Pension drawdown was named as Unsecured Pension in April 06, 2006 which allowed individuals above the ages of 50 to withdraw pension drawback amount without instantly buying annuity. This benefit can also be referred to as “unlocking your tax free cash†which describes withdrawing from the pension amount ahead of the set date of retirement which is in the ages of 60 to 65.
Many individuals as a result of various reasons might choose to withdraw or unlock their tax free cash before due time mainly to pay back a debt or mortgage. The age limit to learn from this fund based on earlier law was 50 years initially that was increased to 55 years in April 2010. Theres no need that you simply stop working your job to withdraw funds however it needs to be clear that the amount you are withdrawing is decreasing the fund that you will receive whenever you finally retire.

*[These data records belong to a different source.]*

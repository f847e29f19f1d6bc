//! Tests for the `init` command

use crate::helpers::*;
use anyhow::Result;

#[test]
fn test_init_creates_config() -> Result<()> {
  let fixture = ReleaseFixture::new()?;
  let feed = fixture.repo.join("hello.xml");

  run_shiprel(&fixture.releases, &["init", feed.to_str().unwrap()])?;

  let config = std::fs::read_to_string(fixture.releases.join("shiprel.toml"))?;
  assert!(config.contains("local_feed = "));
  assert!(config.contains("hello.xml"));
  assert!(config.contains("master_feed_file = \"Hello.xml\""));
  assert!(config.contains("archive_upload_command"));

  Ok(())
}

#[test]
fn test_init_requires_empty_directory() -> Result<()> {
  let fixture = ReleaseFixture::new()?;
  let feed = fixture.repo.join("hello.xml");

  // The repository itself is not empty
  let result = run_shiprel(&fixture.repo, &["init", feed.to_str().unwrap()]);
  assert!(result.is_err());
  assert!(!fixture.repo.join("shiprel.toml").exists());

  Ok(())
}

#[test]
fn test_init_rejects_released_version() -> Result<()> {
  let fixture = ReleaseFixture::new()?;
  let feed = fixture.repo.join("hello.xml");
  std::fs::write(&feed, FEED.replace("1.0-pre", "1.0"))?;

  let output = run_shiprel_with_input(&fixture.releases, &["init", feed.to_str().unwrap()], "", &[])?;
  assert_eq!(output.status.code(), Some(3));
  assert!(stderr(&output).contains("1.0"));
  assert!(!fixture.releases.join("shiprel.toml").exists());

  Ok(())
}
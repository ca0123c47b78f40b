//! Tests for `stowaway secrets generate-example-env`.

use crate::support::*;

#[test]
fn test_untagged_keys_render_without_values() {
    let t = Test::with_secrets("alice", &[("B_KEY", "secret-b"), ("A_KEY", "secret-a")]);

    let output = t.example_env();
    assert_success(&output);
    assert_eq!(stdout(&output), "A_KEY=\n\nB_KEY=\n");
}

#[test]
fn test_empty_workspace_renders_nothing() {
    let t = Test::init("alice");

    let output = t.example_env();
    assert_success(&output);
    assert_eq!(stdout(&output), "");
}

#[test]
fn test_tagged_keys_render_under_banner() {
    let t = Test::with_secrets("alice", &[("X", "1"), ("Y", "2"), ("Z", "3")]);
    let path = t.dir.path().join(".stowaway/remote.json");

    let mut store: serde_json::Value =
        serde_json::from_str(&std::fs::read_to_string(&path).unwrap()).unwrap();
    let tag = serde_json::json!([{ "id": "t1", "name": "Payments", "slug": "payments" }]);
    for secret in store["environments"]["dev"].as_array_mut().unwrap().iter_mut().skip(1) {
        secret["tags"] = tag.clone();
    }
    std::fs::write(&path, serde_json::to_string(&store).unwrap()).unwrap();

    let output = t.example_env();
    assert_success(&output);

    let out = stdout(&output);
    assert!(out.starts_with("X=\n\n\n#"), "got: {}", out);
    assert!(out.contains(" PAYMENTS "));
    assert!(out.ends_with("Y=\n\nZ=\n"), "got: {}", out);
    assert!(!out.contains('2'));
}
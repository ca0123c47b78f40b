//! Type aliases for domain concepts.
//!
//! Provides semantic type aliases to make function signatures more descriptive.

/// A secret key name (e.g., DATABASE_URL), uppercase-normalized.
pub type SecretKey = String;

/// A server-assigned secret identifier.
pub type SecretId = String;

/// A workspace (project) identifier.
pub type WorkspaceId = String;

/// An environment name (dev, test, staging, prod).
pub type Environment = String;

/// A lower-case hex SHA-256 digest.
pub type Digest = String;
//! Secret types.
//!
//! A [`SecretEntry`] is one secret as the client sees it: plaintext key and
//! value plus the sealed fields they came from. A [`SealedSecret`] is what
//! goes over the wire in a batch, and carries no plaintext.

use std::fmt;

use serde::{Deserialize, Serialize};

use crate::core::cipher::SealedField;
use crate::core::types::{SecretId, SecretKey};

/// Normalize a secret key for comparison, storage and hashing.
pub fn normalize_key(key: &str) -> SecretKey {
    key.to_uppercase()
}

/// Who a secret is visible to.
#[derive(Debug, Clone, Copy, Default, PartialEq, Eq, Serialize, Deserialize)]
#[serde(rename_all = "lowercase")]
pub enum SecretType {
    #[default]
    Shared,
    Personal,
}

impl fmt::Display for SecretType {
    fn fmt(&self, f: &mut fmt::Formatter<'_>) -> fmt::Result {
        match self {
            Self::Shared => f.write_str("shared"),
            Self::Personal => f.write_str("personal"),
        }
    }
}

/// A tag attached to a secret.
#[derive(Debug, Clone, PartialEq, Eq, Serialize, Deserialize)]
pub struct Tag {
    pub id: String,
    pub name: String,
    pub slug: String,
}

impl Tag {
    pub fn new(id: impl Into<String>, name: impl Into<String>, slug: impl Into<String>) -> Self {
        Self {
            id: id.into(),
            name: name.into(),
            slug: slug.into(),
        }
    }
}

/// A secret with its plaintext opened.
///
/// Identity for reconciliation is `key`, not `id`.
#[derive(Debug, Clone, PartialEq, Eq)]
pub struct SecretEntry {
    /// Server-assigned id; empty until created.
    pub id: SecretId,
    /// Uppercase-normalized key name.
    pub key: SecretKey,
    pub value: String,
    pub sealed_key: Option<SealedField>,
    pub sealed_value: Option<SealedField>,
    pub tags: Vec<Tag>,
    pub comment: String,
    pub secret_type: SecretType,
}

impl SecretEntry {
    /// Create an untagged, uncommented shared entry. The key is normalized.
    pub fn new(id: impl Into<SecretId>, key: &str, value: impl Into<String>) -> Self {
        Self {
            id: id.into(),
            key: normalize_key(key),
            value: value.into(),
            sealed_key: None,
            sealed_value: None,
            tags: Vec::new(),
            comment: String::new(),
            secret_type: SecretType::Shared,
        }
    }

    pub fn with_tags(mut self, tags: Vec<Tag>) -> Self {
        self.tags = tags;
        self
    }

    pub fn with_comment(mut self, comment: impl Into<String>) -> Self {
        self.comment = comment.into();
        self
    }

    /// Tag slugs, sorted and deduplicated.
    pub fn tag_slugs(&self) -> Vec<&str> {
        let mut slugs: Vec<&str> = self.tags.iter().map(|t| t.slug.as_str()).collect();
        slugs.sort_unstable();
        slugs.dedup();
        slugs
    }
}

impl fmt::Display for SecretEntry {
    fn fmt(&self, f: &mut fmt::Formatter<'_>) -> fmt::Result {
        write!(f, "{}", self.key)
    }
}

/// Wire form of a secret inside a create or modify batch.
///
/// Creates carry a sealed key and no id; modifies carry the existing id and
/// only a new sealed value.
#[derive(Debug, Clone, PartialEq, Eq, Serialize, Deserialize)]
pub struct SealedSecret {
    #[serde(default, skip_serializing_if = "Option::is_none")]
    pub id: Option<SecretId>,
    #[serde(default, skip_serializing_if = "Option::is_none")]
    pub sealed_key: Option<SealedField>,
    pub sealed_value: SealedField,
    #[serde(rename = "type")]
    pub secret_type: SecretType,
}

In April 06, 2011 Unsecured Pension plan was replaced by two new drawdown schemes called Capped Drawdown and Flexible Drawdown. Income Drawback or Pension drawback calculators are used to calculate the maximum amount which can be withdrawn against your retirement fund. Because this amount is calculated on your available pension fund the amount you can withdraw changes and you also must calculate that amount which is according to some rules defined by the GAD.
Though various other specific info is also required the top requirement is with the pension fund available, how much free cash, age and gender. By making use of these records in line with the defined rules of GAD the pension drawback calculator presents the maximum amount which can be withdrawn. As said before following your introduction with the capped drawdown calculator next year where some simplifications were made in the pension program the quantity is now calculated according to it however, you can return to an earlier date and calculate the income by using these pension drawback calculators.